Nico Bruwer, a member of the public, said in his presentation that Eskom had employed 43.5% more staff between 2006 and 2016, despite sales of electricity as measured in gigawatt hours having remained stable during this period. "The only conclusion is that Eskom did not manage [itself] well," he said.
This added further question marks over its ability to manage a nuclear build in SA.
Bruwer also said Eskom debt of R478bn exceeded annual revenues of R168bn by a factor of 2.93. That meant the utility relied on cost increases and not on operating efficiencies.
It also meant Eskom was not investment grade and relied on government support.
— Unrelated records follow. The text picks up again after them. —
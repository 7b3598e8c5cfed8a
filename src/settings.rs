use anyhow::{Context, Result};
use log::warn;
use serde::{Deserialize, Serialize};
use std::{
    fs,
    path::PathBuf,
    sync::{RwLock, RwLockReadGuard, RwLockWriteGuard},
};

use crate::exercise::guidance::DEFAULT_EVENING_HOUR;

#[derive(Debug, Clone, Copy, Serialize, Deserialize, PartialEq, Eq)]
#[serde(default, rename_all = "camelCase")]
pub struct UserSettings {
    /// Local hour from which recovery shows the bedtime-snack advisory.
    pub evening_snack_hour: u32,
    pub tick_interval_ms: u64,
}

impl Default for UserSettings {
    fn default() -> Self {
        Self {
            evening_snack_hour: DEFAULT_EVENING_HOUR,
            tick_interval_ms: 1000,
        }
    }
}

pub struct SettingsStore {
    path: PathBuf,
    data: RwLock<UserSettings>,
}

impl SettingsStore {
    pub fn new(path: PathBuf) -> Result<Self> {
        let data = if path.exists() {
            let contents = fs::read_to_string(&path)
                .with_context(|| format!("Failed to read settings from {}", path.display()))?;
            serde_json::from_str(&contents).unwrap_or_else(|err| {
                warn!("Ignoring malformed settings at {}: {err}", path.display());
                UserSettings::default()
            })
        } else {
            UserSettings::default()
        };

        Ok(Self {
            path,
            data: RwLock::new(data),
        })
    }

    pub fn get(&self) -> UserSettings {
        *self.read()
    }

    pub fn update(&self, settings: UserSettings) -> Result<()> {
        let mut guard = self.write();
        *guard = settings;
        self.persist(&guard)
    }

    fn persist(&self, data: &UserSettings) -> Result<()> {
        if let Some(parent) = self.path.parent() {
            fs::create_dir_all(parent)
                .with_context(|| format!("Failed to create {}", parent.display()))?;
        }
        let serialized = serde_json::to_string_pretty(data)?;
        fs::write(&self.path, serialized)
            .with_context(|| format!("Failed to write settings to {}", self.path.display()))
    }

    fn read(&self) -> RwLockReadGuard<'_, UserSettings> {
        self.data
            .read()
            .unwrap_or_else(|poisoned| poisoned.into_inner())
    }

    fn write(&self) -> RwLockWriteGuard<'_, UserSettings> {
        self.data
            .write()
            .unwrap_or_else(|poisoned| poisoned.into_inner())
    }
}
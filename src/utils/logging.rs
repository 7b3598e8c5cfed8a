//! Logging macros gated by a per-module `ENABLE_LOGS` flag.
//!
//! ```ignore
//! const ENABLE_LOGS: bool = true;
//!
//! use crate::{log_error, log_info, log_warn};
//!
//! log_info!("exercise session {} started", session.id);
//! ```
//!
//! Flip the flag to `false` to silence a noisy module without touching
//! `RUST_LOG` for the rest of the crate.

/// `log::info!` when the calling module's `ENABLE_LOGS` is true.
#[macro_export]
macro_rules! log_info {
    ($($arg:tt)*) => {
        if ENABLE_LOGS {
            log::info!($($arg)*);
        }
    };
}

/// `log::warn!` when the calling module's `ENABLE_LOGS` is true.
#[macro_export]
macro_rules! log_warn {
    ($($arg:tt)*) => {
        if ENABLE_LOGS {
            log::warn!($($arg)*);
        }
    };
}

/// `log::error!` when the calling module's `ENABLE_LOGS` is true.
#[macro_export]
macro_rules! log_error {
    ($($arg:tt)*) => {
        if ENABLE_LOGS {
            log::error!($($arg)*);
        }
    };
}
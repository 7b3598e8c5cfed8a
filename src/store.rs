//! Durable storage contract for the active session and outcome history.

use std::sync::Mutex;

use anyhow::Result;
use async_trait::async_trait;
use chrono::{DateTime, Utc};
use serde::{Deserialize, Serialize};

use crate::{
    exercise::{EndedSession, ExerciseSession, ExerciseType, Intensity, PreChecklist},
    models::{ExerciseOutcome, ExercisePattern, Profile},
};

/// Partial update of the active session record.
#[derive(Debug, Clone, Copy, Default, Serialize, Deserialize, PartialEq, Eq)]
#[serde(rename_all = "camelCase")]
pub struct ActiveExerciseUpdate {
    pub pre_checklist: Option<PreChecklist>,
    pub mid_check_done: Option<bool>,
}

impl ActiveExerciseUpdate {
    pub fn apply_to(&self, session: &mut ExerciseSession) {
        if let Some(checklist) = self.pre_checklist {
            session.pre_checklist = checklist;
        }
        if let Some(done) = self.mid_check_done {
            session.mid_check_done = done;
        }
    }
}

#[async_trait]
pub trait SessionStore: Send + Sync {
    async fn get_active_exercise(&self) -> Result<Option<ExerciseSession>>;

    /// Creates or replaces the single active session slot.
    async fn save_active_exercise(&self, session: &ExerciseSession) -> Result<()>;

    /// Clears the active slot if it still holds `session_id` and returns what it held.
    /// Returns `None` when the slot is empty or holds a different session.
    async fn end_exercise_session(&self, session_id: &str) -> Result<Option<ExerciseSession>>;

    /// Keeps the snapshot of an ended session until its outcome is recorded or dismissed.
    /// A later save replaces it.
    async fn save_pending_outcome(&self, ended: &EndedSession) -> Result<()>;

    async fn get_pending_outcome(&self) -> Result<Option<EndedSession>>;

    async fn clear_pending_outcome(&self) -> Result<Option<EndedSession>>;

    async fn add_exercise_outcome(&self, outcome: &ExerciseOutcome) -> Result<()>;

    /// Most recent first.
    async fn list_exercise_outcomes(&self, limit: usize) -> Result<Vec<ExerciseOutcome>>;

    async fn get_exercise_patterns(
        &self,
        exercise_type: ExerciseType,
        intensity: Intensity,
    ) -> Result<ExercisePattern>;

    async fn get_profile(&self) -> Result<Option<Profile>>;

    async fn save_profile(&self, profile: &Profile) -> Result<()>;

    /// The active session, only if it is still `session_id`.
    async fn get_active_exercise_by_id(&self, session_id: &str) -> Result<Option<ExerciseSession>> {
        Ok(self
            .get_active_exercise()
            .await?
            .filter(|session| session.id == session_id))
    }

    async fn start_exercise_phase(
        &self,
        session_id: &str,
        now: DateTime<Utc>,
    ) -> Result<Option<ExerciseSession>> {
        let Some(mut session) = self.get_active_exercise_by_id(session_id).await? else {
            return Ok(None);
        };
        session.start(now)?;
        self.save_active_exercise(&session).await?;
        Ok(Some(session))
    }

    async fn finish_exercise_phase(
        &self,
        session_id: &str,
        now: DateTime<Utc>,
    ) -> Result<Option<ExerciseSession>> {
        let Some(mut session) = self.get_active_exercise_by_id(session_id).await? else {
            return Ok(None);
        };
        session.finish(now)?;
        self.save_active_exercise(&session).await?;
        Ok(Some(session))
    }

    async fn update_active_exercise(
        &self,
        session_id: &str,
        update: ActiveExerciseUpdate,
    ) -> Result<Option<ExerciseSession>> {
        let Some(mut session) = self.get_active_exercise_by_id(session_id).await? else {
            return Ok(None);
        };
        update.apply_to(&mut session);
        self.save_active_exercise(&session).await?;
        Ok(Some(session))
    }
}

#[derive(Debug, Default)]
struct MemoryData {
    active: Option<ExerciseSession>,
    pending: Option<EndedSession>,
    outcomes: Vec<ExerciseOutcome>,
    profile: Option<Profile>,
}

/// Process-local store with no persistence.
#[derive(Debug, Default)]
pub struct MemoryStore {
    data: Mutex<MemoryData>,
}

impl MemoryStore {
    pub fn new() -> Self {
        Self::default()
    }

    pub fn with_profile(profile: Profile) -> Self {
        let store = Self::default();
        store.lock().profile = Some(profile);
        store
    }

    fn lock(&self) -> std::sync::MutexGuard<'_, MemoryData> {
        self.data
            .lock()
            .unwrap_or_else(|poisoned| poisoned.into_inner())
    }
}

#[async_trait]
impl SessionStore for MemoryStore {
    async fn get_active_exercise(&self) -> Result<Option<ExerciseSession>> {
        Ok(self.lock().active.clone())
    }

    async fn save_active_exercise(&self, session: &ExerciseSession) -> Result<()> {
        self.lock().active = Some(session.clone());
        Ok(())
    }

    async fn end_exercise_session(&self, session_id: &str) -> Result<Option<ExerciseSession>> {
        let mut data = self.lock();
        if data
            .active
            .as_ref()
            .is_some_and(|session| session.id == session_id)
        {
            Ok(data.active.take())
        } else {
            Ok(None)
        }
    }

    async fn save_pending_outcome(&self, ended: &EndedSession) -> Result<()> {
        self.lock().pending = Some(ended.clone());
        Ok(())
    }

    async fn get_pending_outcome(&self) -> Result<Option<EndedSession>> {
        Ok(self.lock().pending.clone())
    }

    async fn clear_pending_outcome(&self) -> Result<Option<EndedSession>> {
        Ok(self.lock().pending.take())
    }

    async fn add_exercise_outcome(&self, outcome: &ExerciseOutcome) -> Result<()> {
        self.lock().outcomes.push(outcome.clone());
        Ok(())
    }

    async fn list_exercise_outcomes(&self, limit: usize) -> Result<Vec<ExerciseOutcome>> {
        Ok(self
            .lock()
            .outcomes
            .iter()
            .rev()
            .take(limit)
            .cloned()
            .collect())
    }

    async fn get_exercise_patterns(
        &self,
        exercise_type: ExerciseType,
        intensity: Intensity,
    ) -> Result<ExercisePattern> {
        let data = self.lock();
        Ok(ExercisePattern::from_outcomes(data.outcomes.iter().filter(
            |outcome| outcome.exercise_type == exercise_type && outcome.intensity == intensity,
        )))
    }

    async fn get_profile(&self) -> Result<Option<Profile>> {
        Ok(self.lock().profile.clone())
    }

    async fn save_profile(&self, profile: &Profile) -> Result<()> {
        self.lock().profile = Some(profile.clone());
        Ok(())
    }
}

#[cfg(test)]
mod tests {
    use super::*;
    use crate::exercise::{BgResponse, PhaseKind};
    use crate::models::OutcomeInput;
    use chrono::{Duration, TimeZone};

    fn t0() -> DateTime<Utc> {
        Utc.with_ymd_and_hms(2026, 2, 1, 10, 0, 0).unwrap()
    }

    fn new_session() -> ExerciseSession {
        ExerciseSession::new(ExerciseType::Cardio, Intensity::Moderate, 30, None, t0()).unwrap()
    }

    #[tokio::test]
    async fn test_save_replaces_active_slot() {
        let store = MemoryStore::new();
        let first = new_session();
        let second = new_session();
        store.save_active_exercise(&first).await.unwrap();
        store.save_active_exercise(&second).await.unwrap();
        assert_eq!(
            store.get_active_exercise().await.unwrap().unwrap().id,
            second.id
        );
    }

    #[tokio::test]
    async fn test_end_returns_snapshot_once() {
        let store = MemoryStore::new();
        let session = new_session();
        store.save_active_exercise(&session).await.unwrap();
        assert_eq!(
            store.end_exercise_session(&session.id).await.unwrap(),
            Some(session.clone())
        );
        assert_eq!(store.end_exercise_session(&session.id).await.unwrap(), None);
    }

    #[tokio::test]
    async fn test_end_leaves_a_different_session_alone() {
        let store = MemoryStore::new();
        let stale = new_session();
        let current = new_session();
        store.save_active_exercise(&current).await.unwrap();

        assert_eq!(store.end_exercise_session(&stale.id).await.unwrap(), None);
        assert!(store.start_exercise_phase(&stale.id, t0()).await.unwrap().is_none());
        assert_eq!(
            store.get_active_exercise().await.unwrap().map(|session| session.id),
            Some(current.id)
        );
    }

    #[tokio::test]
    async fn test_phase_helpers_apply_transitions() {
        let store = MemoryStore::new();
        let session = new_session();
        assert!(store.start_exercise_phase(&session.id, t0()).await.unwrap().is_none());

        store.save_active_exercise(&session).await.unwrap();
        let started = store
            .start_exercise_phase(&session.id, t0())
            .await
            .unwrap()
            .unwrap();
        assert_eq!(started.phase_kind(), PhaseKind::Active);

        let updated = store
            .update_active_exercise(
                &session.id,
                ActiveExerciseUpdate {
                    mid_check_done: Some(true),
                    ..Default::default()
                },
            )
            .await
            .unwrap()
            .unwrap();
        assert!(updated.mid_check_done);

        let finished = store
            .finish_exercise_phase(&session.id, t0() + Duration::minutes(30))
            .await
            .unwrap()
            .unwrap();
        assert_eq!(finished.phase_kind(), PhaseKind::Recovery);
        assert!(store
            .finish_exercise_phase(&session.id, t0() + Duration::minutes(31))
            .await
            .is_err());
    }

    #[tokio::test]
    async fn test_patterns_filter_by_type_and_intensity() {
        let store = MemoryStore::new();
        let session = new_session();
        for response in [BgResponse::Dropped, BgResponse::Dropped, BgResponse::Stable] {
            let outcome = ExerciseOutcome::from_session(
                &session,
                OutcomeInput {
                    bg_response: Some(response),
                    ..Default::default()
                },
                t0(),
                t0(),
            );
            store.add_exercise_outcome(&outcome).await.unwrap();
        }

        let pattern = store
            .get_exercise_patterns(ExerciseType::Cardio, Intensity::Moderate)
            .await
            .unwrap();
        assert_eq!(pattern.total_sessions, 3);
        assert_eq!(pattern.dropped_count, 2);
        assert_eq!(pattern.avg_pattern, Some(BgResponse::Dropped));

        let other = store
            .get_exercise_patterns(ExerciseType::Cardio, Intensity::Intense)
            .await
            .unwrap();
        assert_eq!(other.total_sessions, 0);
        assert_eq!(store.list_exercise_outcomes(2).await.unwrap().len(), 2);
    }
}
Outa spokesman Ted Blom said Eskom had missed all Nersa deadline extensions for the third iteration of the MYPD ending in March 2018. The civil action organisation had earlier indicated it suspected the reason Eskom wanted to hide its operating statistics was because they included "Gupta coal".
He also said there appeared to be a deliberate attempt by Eskom to avoid accounting for coal purchases, especially relating to "ongoing corruption, fraud and mismanagement" at the utility.
Subcommittee panel member and Nersa CEO Christopher Forlee asked Busa presenter Jane Molony whether there were any "specific deal-breakers" in rejecting Eskom’s application for a tariff increase.
"I would have to come back to you on that," she said. But she said Eskom needed to plug the gaps in the information it had provided, especially about coal.
Happy Khambule of Greenpeace Africa told the Nersa subcommittee that Eskom’s evasive tactics left the regulator "powerless".
"Eskom is the lifeblood of SA — so the level of its transparency needs to be increased in the public interest," he said.